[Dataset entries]
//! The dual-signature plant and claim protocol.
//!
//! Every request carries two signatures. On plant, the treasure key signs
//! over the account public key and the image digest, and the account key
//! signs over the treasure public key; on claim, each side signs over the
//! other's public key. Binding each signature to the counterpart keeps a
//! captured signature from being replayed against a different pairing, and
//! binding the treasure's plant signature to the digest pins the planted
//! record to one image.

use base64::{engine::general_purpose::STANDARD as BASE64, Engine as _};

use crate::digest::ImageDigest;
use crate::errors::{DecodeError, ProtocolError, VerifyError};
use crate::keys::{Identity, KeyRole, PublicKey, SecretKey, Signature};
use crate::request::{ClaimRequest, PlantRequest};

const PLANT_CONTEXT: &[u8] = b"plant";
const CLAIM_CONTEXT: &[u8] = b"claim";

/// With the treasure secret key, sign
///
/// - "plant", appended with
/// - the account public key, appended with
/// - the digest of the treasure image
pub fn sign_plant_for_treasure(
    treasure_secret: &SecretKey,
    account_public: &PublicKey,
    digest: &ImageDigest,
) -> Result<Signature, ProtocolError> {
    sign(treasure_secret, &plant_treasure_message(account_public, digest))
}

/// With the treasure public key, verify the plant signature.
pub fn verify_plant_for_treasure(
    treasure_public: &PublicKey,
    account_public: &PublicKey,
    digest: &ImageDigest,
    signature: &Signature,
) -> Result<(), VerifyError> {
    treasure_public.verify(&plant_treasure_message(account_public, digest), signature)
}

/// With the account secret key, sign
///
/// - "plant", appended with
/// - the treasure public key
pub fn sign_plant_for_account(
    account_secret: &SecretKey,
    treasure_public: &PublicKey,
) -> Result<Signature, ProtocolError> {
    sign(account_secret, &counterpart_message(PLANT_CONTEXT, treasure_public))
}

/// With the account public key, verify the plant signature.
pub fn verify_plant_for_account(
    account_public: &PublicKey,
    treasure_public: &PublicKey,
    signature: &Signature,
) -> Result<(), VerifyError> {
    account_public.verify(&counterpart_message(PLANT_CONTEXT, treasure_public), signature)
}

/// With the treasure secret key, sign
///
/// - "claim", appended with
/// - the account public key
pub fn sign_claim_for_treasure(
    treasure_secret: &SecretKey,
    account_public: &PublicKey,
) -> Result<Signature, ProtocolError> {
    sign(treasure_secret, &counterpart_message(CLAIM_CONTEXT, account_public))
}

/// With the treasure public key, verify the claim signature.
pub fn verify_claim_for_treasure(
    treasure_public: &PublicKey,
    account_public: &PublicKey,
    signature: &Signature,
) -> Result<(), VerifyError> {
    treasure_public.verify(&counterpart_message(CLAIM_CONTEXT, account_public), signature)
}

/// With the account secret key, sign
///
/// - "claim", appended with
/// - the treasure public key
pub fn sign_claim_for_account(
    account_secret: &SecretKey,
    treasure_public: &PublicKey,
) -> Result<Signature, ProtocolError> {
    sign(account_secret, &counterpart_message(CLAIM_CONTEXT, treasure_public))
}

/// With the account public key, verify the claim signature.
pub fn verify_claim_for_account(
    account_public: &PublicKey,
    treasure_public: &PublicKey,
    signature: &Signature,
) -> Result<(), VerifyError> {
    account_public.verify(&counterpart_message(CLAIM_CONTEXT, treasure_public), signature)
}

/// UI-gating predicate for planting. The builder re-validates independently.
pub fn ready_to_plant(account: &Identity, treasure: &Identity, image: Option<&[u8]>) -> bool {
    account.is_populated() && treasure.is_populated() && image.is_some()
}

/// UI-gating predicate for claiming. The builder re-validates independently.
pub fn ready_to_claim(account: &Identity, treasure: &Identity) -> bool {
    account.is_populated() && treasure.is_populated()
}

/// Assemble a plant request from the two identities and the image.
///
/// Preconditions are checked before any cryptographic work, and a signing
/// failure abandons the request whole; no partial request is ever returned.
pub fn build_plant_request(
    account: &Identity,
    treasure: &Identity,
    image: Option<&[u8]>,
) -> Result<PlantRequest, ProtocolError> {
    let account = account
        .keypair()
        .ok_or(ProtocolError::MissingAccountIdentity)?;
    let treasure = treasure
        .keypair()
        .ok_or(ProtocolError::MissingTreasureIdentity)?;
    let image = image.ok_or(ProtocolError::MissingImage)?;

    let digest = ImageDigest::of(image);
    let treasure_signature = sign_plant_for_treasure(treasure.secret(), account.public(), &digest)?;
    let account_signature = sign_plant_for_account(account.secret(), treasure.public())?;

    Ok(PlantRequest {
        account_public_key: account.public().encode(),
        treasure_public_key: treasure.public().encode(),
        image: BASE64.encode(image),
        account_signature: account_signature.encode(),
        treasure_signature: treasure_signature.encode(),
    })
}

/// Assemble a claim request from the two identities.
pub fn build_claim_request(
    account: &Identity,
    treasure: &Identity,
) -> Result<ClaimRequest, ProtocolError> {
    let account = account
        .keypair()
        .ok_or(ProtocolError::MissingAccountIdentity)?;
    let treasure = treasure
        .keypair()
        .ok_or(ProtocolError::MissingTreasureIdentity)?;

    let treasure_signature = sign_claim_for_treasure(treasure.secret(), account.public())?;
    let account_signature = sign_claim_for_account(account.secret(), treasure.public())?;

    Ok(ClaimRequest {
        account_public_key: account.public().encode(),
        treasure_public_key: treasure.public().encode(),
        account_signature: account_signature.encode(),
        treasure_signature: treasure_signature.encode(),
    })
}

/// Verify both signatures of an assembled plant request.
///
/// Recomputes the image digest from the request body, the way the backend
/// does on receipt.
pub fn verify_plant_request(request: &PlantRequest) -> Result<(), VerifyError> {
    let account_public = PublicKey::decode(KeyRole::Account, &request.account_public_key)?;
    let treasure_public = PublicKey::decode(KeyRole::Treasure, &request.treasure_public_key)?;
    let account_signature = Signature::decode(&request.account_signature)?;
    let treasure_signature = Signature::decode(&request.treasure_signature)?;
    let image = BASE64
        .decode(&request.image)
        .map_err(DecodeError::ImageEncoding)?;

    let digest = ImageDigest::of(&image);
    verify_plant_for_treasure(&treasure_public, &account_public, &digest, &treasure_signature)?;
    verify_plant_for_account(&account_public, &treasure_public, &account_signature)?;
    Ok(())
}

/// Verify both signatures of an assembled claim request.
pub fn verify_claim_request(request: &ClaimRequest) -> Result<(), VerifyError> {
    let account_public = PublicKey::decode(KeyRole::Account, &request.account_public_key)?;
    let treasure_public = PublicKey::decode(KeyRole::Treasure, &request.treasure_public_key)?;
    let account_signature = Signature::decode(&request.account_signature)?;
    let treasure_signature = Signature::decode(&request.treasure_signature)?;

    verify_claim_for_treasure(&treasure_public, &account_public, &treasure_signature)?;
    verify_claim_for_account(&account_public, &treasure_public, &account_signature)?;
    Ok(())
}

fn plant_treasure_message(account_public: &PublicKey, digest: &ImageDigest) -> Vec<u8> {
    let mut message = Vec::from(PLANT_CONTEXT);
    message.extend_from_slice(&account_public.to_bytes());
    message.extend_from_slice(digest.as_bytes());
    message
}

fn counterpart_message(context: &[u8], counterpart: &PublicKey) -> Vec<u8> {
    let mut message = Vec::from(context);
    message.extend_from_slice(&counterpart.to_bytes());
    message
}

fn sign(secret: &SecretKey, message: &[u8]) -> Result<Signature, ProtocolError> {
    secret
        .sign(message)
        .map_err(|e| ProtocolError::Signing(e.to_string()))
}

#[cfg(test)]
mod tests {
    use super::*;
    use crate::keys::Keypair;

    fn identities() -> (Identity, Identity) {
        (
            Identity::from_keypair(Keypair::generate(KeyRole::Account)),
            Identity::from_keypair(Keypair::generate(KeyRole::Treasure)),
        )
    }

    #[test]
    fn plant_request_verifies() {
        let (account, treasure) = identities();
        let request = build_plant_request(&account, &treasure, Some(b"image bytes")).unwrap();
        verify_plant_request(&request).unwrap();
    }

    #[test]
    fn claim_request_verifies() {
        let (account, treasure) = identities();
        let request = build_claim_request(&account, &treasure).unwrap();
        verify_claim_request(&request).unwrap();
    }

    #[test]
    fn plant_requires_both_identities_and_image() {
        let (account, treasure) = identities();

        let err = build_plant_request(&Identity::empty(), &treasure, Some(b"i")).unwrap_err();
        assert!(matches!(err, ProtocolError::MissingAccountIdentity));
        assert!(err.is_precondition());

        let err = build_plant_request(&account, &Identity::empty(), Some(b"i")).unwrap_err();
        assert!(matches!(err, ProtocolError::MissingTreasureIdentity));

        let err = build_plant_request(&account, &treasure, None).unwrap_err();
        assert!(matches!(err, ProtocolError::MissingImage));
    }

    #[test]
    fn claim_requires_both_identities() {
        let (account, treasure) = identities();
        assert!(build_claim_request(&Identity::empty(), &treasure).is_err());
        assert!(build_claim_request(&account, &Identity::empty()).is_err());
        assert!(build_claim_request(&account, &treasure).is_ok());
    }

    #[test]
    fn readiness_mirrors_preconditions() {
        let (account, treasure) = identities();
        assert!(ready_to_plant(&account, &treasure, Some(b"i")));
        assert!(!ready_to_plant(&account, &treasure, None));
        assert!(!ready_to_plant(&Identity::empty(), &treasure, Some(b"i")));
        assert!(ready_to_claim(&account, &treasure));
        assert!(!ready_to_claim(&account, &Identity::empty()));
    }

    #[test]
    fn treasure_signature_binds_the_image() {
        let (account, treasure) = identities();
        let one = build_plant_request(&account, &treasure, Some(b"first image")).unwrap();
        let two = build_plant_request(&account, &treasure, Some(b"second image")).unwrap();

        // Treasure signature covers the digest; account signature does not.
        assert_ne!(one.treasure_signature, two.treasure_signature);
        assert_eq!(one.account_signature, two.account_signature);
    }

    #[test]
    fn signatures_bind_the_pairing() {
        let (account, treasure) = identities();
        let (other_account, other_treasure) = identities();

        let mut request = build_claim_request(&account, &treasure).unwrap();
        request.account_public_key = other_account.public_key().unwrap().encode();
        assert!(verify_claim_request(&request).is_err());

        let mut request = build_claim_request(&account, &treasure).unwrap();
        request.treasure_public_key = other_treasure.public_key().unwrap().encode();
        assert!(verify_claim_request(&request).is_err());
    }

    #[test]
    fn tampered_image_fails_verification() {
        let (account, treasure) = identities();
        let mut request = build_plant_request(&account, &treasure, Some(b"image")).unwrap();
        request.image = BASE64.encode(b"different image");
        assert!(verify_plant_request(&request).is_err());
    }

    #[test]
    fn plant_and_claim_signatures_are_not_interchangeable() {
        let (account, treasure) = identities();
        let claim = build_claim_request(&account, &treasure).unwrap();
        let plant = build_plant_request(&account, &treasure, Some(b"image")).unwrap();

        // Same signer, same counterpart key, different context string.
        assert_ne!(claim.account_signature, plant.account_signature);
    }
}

**Assigned task:**
Look through the entries for lines containing the word "builder" and return each one.

**Written reply:**
/// UI-gating predicate for planting. The builder re-validates independently.
/// UI-gating predicate for claiming. The builder re-validates independently.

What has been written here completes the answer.